Work to be completed:
If a line in the entries below includes "match", show that line.

Data in this exercise:
------------------------------

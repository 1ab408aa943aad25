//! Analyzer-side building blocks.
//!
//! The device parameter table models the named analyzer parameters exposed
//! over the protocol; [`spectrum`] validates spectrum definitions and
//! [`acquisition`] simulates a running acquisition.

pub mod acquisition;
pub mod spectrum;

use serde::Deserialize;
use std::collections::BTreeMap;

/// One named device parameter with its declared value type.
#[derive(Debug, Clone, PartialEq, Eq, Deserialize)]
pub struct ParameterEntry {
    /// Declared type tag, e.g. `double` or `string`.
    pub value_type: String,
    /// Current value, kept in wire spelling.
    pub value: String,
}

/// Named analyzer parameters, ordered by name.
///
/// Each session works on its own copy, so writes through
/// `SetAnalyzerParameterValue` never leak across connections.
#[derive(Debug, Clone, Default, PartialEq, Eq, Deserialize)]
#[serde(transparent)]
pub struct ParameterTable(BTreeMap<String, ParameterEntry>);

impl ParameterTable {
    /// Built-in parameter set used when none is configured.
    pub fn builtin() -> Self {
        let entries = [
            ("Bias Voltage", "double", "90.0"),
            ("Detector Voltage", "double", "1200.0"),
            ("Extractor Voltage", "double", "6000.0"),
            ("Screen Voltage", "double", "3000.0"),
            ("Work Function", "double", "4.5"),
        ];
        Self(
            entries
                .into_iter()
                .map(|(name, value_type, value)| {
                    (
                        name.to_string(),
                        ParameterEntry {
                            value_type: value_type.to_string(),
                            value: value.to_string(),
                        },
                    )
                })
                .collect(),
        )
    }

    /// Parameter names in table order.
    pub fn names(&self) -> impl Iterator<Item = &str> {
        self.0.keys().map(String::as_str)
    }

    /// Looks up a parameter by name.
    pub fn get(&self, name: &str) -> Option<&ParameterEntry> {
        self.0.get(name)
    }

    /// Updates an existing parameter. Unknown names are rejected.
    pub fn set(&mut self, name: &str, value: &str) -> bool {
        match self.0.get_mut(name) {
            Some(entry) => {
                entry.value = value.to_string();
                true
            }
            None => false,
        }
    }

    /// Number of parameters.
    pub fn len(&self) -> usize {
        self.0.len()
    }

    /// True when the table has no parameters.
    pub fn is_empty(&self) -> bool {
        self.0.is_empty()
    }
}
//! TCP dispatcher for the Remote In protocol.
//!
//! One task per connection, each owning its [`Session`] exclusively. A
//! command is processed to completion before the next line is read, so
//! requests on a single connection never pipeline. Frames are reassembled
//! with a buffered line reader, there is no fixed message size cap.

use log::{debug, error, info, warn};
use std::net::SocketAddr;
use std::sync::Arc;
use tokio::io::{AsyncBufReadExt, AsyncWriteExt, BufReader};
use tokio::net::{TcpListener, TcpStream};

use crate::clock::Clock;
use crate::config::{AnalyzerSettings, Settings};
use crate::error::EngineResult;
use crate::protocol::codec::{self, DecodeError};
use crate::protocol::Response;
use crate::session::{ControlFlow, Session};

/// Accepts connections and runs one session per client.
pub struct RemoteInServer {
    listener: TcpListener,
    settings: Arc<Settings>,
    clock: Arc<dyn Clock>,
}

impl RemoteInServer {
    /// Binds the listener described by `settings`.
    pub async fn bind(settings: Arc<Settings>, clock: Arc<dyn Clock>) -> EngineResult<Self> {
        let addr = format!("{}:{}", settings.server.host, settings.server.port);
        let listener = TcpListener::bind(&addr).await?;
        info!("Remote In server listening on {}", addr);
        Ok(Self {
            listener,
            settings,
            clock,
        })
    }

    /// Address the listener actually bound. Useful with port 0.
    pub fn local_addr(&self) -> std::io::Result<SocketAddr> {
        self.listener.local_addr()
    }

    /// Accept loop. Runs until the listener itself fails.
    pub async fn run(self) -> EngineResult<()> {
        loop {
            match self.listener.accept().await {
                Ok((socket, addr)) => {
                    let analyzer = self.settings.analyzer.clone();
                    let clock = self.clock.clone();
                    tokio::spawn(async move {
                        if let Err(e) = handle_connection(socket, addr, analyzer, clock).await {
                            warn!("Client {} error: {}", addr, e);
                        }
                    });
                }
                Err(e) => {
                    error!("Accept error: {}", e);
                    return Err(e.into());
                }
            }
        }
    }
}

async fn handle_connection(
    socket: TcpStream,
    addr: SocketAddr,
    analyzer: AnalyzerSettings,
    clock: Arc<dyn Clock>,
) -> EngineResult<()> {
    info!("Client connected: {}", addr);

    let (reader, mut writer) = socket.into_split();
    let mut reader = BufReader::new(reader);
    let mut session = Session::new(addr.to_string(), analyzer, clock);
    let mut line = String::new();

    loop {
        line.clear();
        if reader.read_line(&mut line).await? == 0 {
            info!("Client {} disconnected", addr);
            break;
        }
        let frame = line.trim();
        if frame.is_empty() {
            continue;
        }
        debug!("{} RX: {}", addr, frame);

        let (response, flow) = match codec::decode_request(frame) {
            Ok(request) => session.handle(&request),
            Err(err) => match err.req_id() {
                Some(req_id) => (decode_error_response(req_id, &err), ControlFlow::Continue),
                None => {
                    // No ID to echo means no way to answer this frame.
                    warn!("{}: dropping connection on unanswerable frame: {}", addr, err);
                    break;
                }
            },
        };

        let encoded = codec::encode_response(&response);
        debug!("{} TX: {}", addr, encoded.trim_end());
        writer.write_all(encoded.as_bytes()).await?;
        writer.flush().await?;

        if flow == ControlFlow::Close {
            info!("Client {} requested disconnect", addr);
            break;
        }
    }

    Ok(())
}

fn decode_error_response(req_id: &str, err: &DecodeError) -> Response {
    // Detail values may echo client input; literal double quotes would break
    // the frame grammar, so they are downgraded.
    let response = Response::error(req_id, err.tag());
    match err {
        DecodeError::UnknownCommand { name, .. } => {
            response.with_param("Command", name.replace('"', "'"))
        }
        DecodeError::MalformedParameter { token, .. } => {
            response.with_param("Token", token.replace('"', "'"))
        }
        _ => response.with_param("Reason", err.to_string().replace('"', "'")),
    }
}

------------------------------

Solution to this problem:
        match self.0.get_mut(name) {
            match self.listener.accept().await {
        let (response, flow) = match codec::decode_request(frame) {
            Err(err) => match err.req_id() {
    match err {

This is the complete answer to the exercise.